Once you reach the line containing "pub enum EncodedValue" in the data below, restate each line word for word up to and including the one containing "a discretized descriptor.".

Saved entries
#####
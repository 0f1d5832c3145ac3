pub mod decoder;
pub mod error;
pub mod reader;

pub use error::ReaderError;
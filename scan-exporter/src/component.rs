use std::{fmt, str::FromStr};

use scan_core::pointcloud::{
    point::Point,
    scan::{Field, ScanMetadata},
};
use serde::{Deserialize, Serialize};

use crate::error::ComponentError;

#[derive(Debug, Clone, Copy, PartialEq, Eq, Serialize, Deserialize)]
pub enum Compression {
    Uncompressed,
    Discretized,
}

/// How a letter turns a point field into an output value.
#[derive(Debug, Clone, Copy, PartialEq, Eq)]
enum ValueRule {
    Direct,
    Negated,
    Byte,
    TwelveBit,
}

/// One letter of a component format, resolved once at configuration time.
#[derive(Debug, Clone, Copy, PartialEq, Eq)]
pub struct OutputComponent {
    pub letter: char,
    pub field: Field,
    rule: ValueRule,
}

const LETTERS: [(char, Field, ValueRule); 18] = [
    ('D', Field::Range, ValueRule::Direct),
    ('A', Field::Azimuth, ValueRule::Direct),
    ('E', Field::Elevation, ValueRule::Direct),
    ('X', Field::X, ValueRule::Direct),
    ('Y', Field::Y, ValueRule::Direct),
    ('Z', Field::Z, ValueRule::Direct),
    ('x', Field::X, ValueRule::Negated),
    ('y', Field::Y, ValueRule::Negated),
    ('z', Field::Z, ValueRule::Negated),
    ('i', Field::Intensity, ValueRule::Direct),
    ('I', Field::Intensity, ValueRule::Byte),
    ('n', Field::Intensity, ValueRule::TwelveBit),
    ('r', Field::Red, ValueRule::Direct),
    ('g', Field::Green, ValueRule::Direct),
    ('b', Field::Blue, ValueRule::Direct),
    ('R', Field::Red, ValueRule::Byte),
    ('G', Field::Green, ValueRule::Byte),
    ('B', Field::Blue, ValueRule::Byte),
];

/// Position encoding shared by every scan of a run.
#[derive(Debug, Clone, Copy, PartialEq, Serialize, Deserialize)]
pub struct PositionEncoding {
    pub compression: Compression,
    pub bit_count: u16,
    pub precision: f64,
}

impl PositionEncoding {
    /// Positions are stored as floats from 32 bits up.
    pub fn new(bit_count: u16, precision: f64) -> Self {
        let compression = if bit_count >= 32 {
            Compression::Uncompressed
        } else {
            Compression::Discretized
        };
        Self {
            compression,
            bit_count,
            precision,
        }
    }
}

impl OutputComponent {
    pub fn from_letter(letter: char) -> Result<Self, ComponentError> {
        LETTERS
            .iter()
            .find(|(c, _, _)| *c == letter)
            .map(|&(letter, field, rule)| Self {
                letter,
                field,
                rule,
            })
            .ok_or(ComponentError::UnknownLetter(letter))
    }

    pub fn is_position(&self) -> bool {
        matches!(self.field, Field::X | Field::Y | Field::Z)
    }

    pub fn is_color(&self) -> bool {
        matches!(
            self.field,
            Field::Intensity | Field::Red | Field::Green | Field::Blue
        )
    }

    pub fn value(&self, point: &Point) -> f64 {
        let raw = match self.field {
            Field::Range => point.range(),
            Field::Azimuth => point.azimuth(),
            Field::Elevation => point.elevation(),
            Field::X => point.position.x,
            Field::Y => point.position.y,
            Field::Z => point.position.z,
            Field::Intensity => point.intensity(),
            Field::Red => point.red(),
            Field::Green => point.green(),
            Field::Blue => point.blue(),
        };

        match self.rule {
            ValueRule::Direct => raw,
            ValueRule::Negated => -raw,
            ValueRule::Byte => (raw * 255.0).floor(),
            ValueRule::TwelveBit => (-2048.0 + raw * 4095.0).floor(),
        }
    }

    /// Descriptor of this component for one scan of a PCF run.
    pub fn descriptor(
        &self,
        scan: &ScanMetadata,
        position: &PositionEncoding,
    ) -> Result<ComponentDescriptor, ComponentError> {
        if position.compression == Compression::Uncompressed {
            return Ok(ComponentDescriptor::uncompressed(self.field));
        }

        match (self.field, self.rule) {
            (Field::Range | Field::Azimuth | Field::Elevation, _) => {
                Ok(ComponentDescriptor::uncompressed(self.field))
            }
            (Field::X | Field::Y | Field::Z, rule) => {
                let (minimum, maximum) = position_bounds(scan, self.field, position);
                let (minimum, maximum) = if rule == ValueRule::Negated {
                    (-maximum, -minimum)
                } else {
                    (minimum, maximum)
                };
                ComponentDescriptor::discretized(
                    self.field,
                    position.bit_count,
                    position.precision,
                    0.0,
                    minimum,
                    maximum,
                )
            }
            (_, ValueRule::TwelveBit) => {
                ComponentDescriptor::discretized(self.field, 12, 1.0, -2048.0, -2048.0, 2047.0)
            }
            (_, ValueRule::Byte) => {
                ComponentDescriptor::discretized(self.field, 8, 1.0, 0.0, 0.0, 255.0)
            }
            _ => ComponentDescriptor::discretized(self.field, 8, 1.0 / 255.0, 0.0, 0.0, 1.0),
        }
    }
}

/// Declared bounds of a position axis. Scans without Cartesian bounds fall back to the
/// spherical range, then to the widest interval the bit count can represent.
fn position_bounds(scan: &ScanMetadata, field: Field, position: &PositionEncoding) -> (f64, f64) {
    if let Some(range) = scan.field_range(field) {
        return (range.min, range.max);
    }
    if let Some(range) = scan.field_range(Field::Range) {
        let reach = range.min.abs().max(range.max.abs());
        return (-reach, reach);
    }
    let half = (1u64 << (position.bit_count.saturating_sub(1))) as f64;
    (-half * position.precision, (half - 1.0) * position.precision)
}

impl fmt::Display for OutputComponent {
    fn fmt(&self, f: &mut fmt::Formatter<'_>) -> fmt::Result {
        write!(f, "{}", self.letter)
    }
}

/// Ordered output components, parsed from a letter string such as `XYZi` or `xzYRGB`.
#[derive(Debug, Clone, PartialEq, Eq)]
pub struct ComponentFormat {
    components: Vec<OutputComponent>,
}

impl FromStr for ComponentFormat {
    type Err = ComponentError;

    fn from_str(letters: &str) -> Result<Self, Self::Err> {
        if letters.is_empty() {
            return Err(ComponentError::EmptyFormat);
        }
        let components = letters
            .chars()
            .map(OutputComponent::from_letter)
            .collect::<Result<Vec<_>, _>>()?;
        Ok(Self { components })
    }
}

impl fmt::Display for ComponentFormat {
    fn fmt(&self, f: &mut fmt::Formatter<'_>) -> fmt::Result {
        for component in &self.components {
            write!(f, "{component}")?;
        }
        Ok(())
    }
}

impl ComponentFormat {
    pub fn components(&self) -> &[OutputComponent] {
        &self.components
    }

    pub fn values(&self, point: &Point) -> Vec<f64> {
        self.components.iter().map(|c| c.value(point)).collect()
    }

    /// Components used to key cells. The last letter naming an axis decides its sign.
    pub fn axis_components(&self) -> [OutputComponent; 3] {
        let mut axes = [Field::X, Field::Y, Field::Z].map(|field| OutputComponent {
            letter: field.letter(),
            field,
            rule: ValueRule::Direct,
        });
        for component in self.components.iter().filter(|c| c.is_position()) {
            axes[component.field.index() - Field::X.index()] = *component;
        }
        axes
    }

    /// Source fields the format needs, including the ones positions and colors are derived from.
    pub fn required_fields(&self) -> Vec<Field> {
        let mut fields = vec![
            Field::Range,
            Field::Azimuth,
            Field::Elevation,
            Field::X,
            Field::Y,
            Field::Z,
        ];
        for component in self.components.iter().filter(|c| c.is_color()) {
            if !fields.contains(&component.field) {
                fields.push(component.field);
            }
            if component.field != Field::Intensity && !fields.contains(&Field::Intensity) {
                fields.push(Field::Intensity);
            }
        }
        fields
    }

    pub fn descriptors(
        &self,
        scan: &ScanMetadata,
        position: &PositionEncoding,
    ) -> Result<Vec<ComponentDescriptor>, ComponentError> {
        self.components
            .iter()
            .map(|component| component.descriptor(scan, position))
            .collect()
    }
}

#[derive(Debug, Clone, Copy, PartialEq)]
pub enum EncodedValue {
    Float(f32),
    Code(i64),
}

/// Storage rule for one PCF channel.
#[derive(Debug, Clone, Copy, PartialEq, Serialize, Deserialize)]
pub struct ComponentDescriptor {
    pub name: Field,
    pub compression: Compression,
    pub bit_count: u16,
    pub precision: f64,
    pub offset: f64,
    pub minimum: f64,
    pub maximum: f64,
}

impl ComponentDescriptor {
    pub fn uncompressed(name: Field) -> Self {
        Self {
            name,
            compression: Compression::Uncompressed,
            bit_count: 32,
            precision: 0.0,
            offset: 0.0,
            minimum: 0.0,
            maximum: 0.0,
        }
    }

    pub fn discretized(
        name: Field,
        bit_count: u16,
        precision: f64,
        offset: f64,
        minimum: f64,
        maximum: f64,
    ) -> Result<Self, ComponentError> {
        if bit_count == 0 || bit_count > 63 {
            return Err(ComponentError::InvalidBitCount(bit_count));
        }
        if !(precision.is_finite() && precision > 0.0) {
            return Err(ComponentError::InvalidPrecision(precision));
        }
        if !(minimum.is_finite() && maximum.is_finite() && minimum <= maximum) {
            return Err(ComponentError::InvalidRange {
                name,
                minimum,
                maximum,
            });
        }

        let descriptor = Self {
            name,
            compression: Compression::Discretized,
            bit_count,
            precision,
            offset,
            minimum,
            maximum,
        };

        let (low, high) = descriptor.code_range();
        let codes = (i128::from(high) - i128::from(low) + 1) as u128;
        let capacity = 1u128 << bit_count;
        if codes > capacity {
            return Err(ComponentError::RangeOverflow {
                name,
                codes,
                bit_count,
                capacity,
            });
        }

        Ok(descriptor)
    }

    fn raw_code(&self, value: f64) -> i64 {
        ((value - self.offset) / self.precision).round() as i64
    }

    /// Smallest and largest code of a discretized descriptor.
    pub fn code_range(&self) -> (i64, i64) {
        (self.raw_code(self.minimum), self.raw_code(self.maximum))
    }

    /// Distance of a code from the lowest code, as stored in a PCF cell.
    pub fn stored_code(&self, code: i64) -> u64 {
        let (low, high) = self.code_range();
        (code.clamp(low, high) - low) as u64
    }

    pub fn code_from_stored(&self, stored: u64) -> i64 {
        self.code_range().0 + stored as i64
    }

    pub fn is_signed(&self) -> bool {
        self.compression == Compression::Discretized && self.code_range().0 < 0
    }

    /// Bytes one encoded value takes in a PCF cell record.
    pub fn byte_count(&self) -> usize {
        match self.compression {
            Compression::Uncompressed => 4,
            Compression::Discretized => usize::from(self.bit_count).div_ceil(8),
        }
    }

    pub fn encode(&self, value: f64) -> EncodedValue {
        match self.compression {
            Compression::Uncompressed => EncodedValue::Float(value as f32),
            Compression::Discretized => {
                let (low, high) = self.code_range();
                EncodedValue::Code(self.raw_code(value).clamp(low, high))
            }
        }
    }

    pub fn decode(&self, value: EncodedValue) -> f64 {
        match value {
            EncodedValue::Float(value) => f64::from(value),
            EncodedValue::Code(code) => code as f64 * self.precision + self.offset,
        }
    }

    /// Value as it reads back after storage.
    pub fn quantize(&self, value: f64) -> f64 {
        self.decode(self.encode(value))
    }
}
#####
**Answer box**.
pub enum EncodedValue {
    Float(f32),
    Code(i64),
}

/// Storage rule for one PCF channel.
#[derive(Debug, Clone, Copy, PartialEq, Serialize, Deserialize)]
pub struct ComponentDescriptor {
    pub name: Field,
    pub compression: Compression,
    pub bit_count: u16,
    pub precision: f64,
    pub offset: f64,
    pub minimum: f64,
    pub maximum: f64,
}

impl ComponentDescriptor {
    pub fn uncompressed(name: Field) -> Self {
        Self {
            name,
            compression: Compression::Uncompressed,
            bit_count: 32,
            precision: 0.0,
            offset: 0.0,
            minimum: 0.0,
            maximum: 0.0,
        }
    }

    pub fn discretized(
        name: Field,
        bit_count: u16,
        precision: f64,
        offset: f64,
        minimum: f64,
        maximum: f64,
    ) -> Result<Self, ComponentError> {
        if bit_count == 0 || bit_count > 63 {
            return Err(ComponentError::InvalidBitCount(bit_count));
        }
        if !(precision.is_finite() && precision > 0.0) {
            return Err(ComponentError::InvalidPrecision(precision));
        }
        if !(minimum.is_finite() && maximum.is_finite() && minimum <= maximum) {
            return Err(ComponentError::InvalidRange {
                name,
                minimum,
                maximum,
            });
        }

        let descriptor = Self {
            name,
            compression: Compression::Discretized,
            bit_count,
            precision,
            offset,
            minimum,
            maximum,
        };

        let (low, high) = descriptor.code_range();
        let codes = (i128::from(high) - i128::from(low) + 1) as u128;
        let capacity = 1u128 << bit_count;
        if codes > capacity {
            return Err(ComponentError::RangeOverflow {
                name,
                codes,
                bit_count,
                capacity,
            });
        }

        Ok(descriptor)
    }

    fn raw_code(&self, value: f64) -> i64 {
        ((value - self.offset) / self.precision).round() as i64
    }

    /// Smallest and largest code of a discretized descriptor.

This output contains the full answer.